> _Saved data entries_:
//! Score and difficulty
//!
//! Difficulty is a pure function of score: `level = score / points_per_level + 1`.
//! Obstacle speed and gap height are pure, clamped functions of the level.

use serde::{Deserialize, Serialize};

use crate::tuning::Tuning;

/// Difficulty level for a score (always >= 1)
pub fn level_for_score(score: u64, points_per_level: u64) -> u32 {
    let steps = score / points_per_level.max(1);
    u32::try_from(steps).unwrap_or(u32::MAX - 1).saturating_add(1)
}

/// Obstacle speed for a level, rising until `max_speed`
pub fn speed_for_level(level: u32, tuning: &Tuning) -> f32 {
    let steps = level.saturating_sub(1) as f32;
    (tuning.base_speed + tuning.speed_per_level * steps).min(tuning.max_speed)
}

/// Gap height for a level, shrinking until `min_gap`
pub fn gap_for_level(level: u32, tuning: &Tuning) -> f32 {
    let steps = level.saturating_sub(1) as f32;
    (tuning.base_gap - tuning.gap_per_level * steps).max(tuning.min_gap)
}

/// Score, best score and the derived difficulty values
#[derive(Debug, Clone, PartialEq, Serialize, Deserialize)]
pub struct ScoreState {
    pub score: u64,
    /// Best score seen (stored best at run start, raised live)
    pub best: u64,
    /// Best score when the current run began
    pub best_at_start: u64,
    pub level: u32,
    /// Current obstacle speed before SlowTime scaling
    pub speed: f32,
    /// Gap height used for newly spawned obstacles
    pub gap_height: f32,
}

impl ScoreState {
    pub fn new(best: u64, tuning: &Tuning) -> Self {
        Self {
            score: 0,
            best,
            best_at_start: best,
            level: 1,
            speed: speed_for_level(1, tuning),
            gap_height: gap_for_level(1, tuning),
        }
    }

    /// Reset for a new run, keeping the best score
    pub fn reset_run(&mut self, tuning: &Tuning) {
        *self = Self::new(self.best, tuning);
    }

    /// Merge a best score read from storage (never lowers the best)
    pub fn merge_stored_best(&mut self, stored: u64) {
        self.best = self.best.max(stored);
    }

    /// Credit one cleared obstacle; returns points awarded
    pub fn award_clearance(&mut self, double_points: bool) -> u32 {
        let points = if double_points { 2 } else { 1 };
        self.score += u64::from(points);
        if self.score > self.best {
            self.best = self.score;
        }
        points
    }

    /// Recompute level, speed and gap; returns the new level if it rose
    pub fn recompute(&mut self, tuning: &Tuning) -> Option<u32> {
        let level = level_for_score(self.score, tuning.points_per_level);
        let previous = self.level;
        self.level = level;
        self.speed = speed_for_level(level, tuning);
        self.gap_height = gap_for_level(level, tuning);
        (level > previous).then_some(level)
    }

    /// Whether this run beat the best score it started with
    pub fn is_new_best(&self) -> bool {
        self.score > self.best_at_start
    }
}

> _Exercise aim_:
Reproduce verbatim the lines above, from the line with "use crate::tuning::Tuning;" through the line with "pub fn award_clearance(&mut".

> _Reply_:
use crate::tuning::Tuning;

/// Difficulty level for a score (always >= 1)
pub fn level_for_score(score: u64, points_per_level: u64) -> u32 {
    let steps = score / points_per_level.max(1);
    u32::try_from(steps).unwrap_or(u32::MAX - 1).saturating_add(1)
}

/// Obstacle speed for a level, rising until `max_speed`
pub fn speed_for_level(level: u32, tuning: &Tuning) -> f32 {
    let steps = level.saturating_sub(1) as f32;
    (tuning.base_speed + tuning.speed_per_level * steps).min(tuning.max_speed)
}

/// Gap height for a level, shrinking until `min_gap`
pub fn gap_for_level(level: u32, tuning: &Tuning) -> f32 {
    let steps = level.saturating_sub(1) as f32;
    (tuning.base_gap - tuning.gap_per_level * steps).max(tuning.min_gap)
}

/// Score, best score and the derived difficulty values
#[derive(Debug, Clone, PartialEq, Serialize, Deserialize)]
pub struct ScoreState {
    pub score: u64,
    /// Best score seen (stored best at run start, raised live)
    pub best: u64,
    /// Best score when the current run began
    pub best_at_start: u64,
    pub level: u32,
    /// Current obstacle speed before SlowTime scaling
    pub speed: f32,
    /// Gap height used for newly spawned obstacles
    pub gap_height: f32,
}

impl ScoreState {
    pub fn new(best: u64, tuning: &Tuning) -> Self {
        Self {
            score: 0,
            best,
            best_at_start: best,
            level: 1,
            speed: speed_for_level(1, tuning),
            gap_height: gap_for_level(1, tuning),
        }
    }

    /// Reset for a new run, keeping the best score
    pub fn reset_run(&mut self, tuning: &Tuning) {
        *self = Self::new(self.best, tuning);
    }

    /// Merge a best score read from storage (never lowers the best)
    pub fn merge_stored_best(&mut self, stored: u64) {
        self.best = self.best.max(stored);
    }

    /// Credit one cleared obstacle; returns points awarded
    pub fn award_clearance(&mut self, double_points: bool) -> u32 {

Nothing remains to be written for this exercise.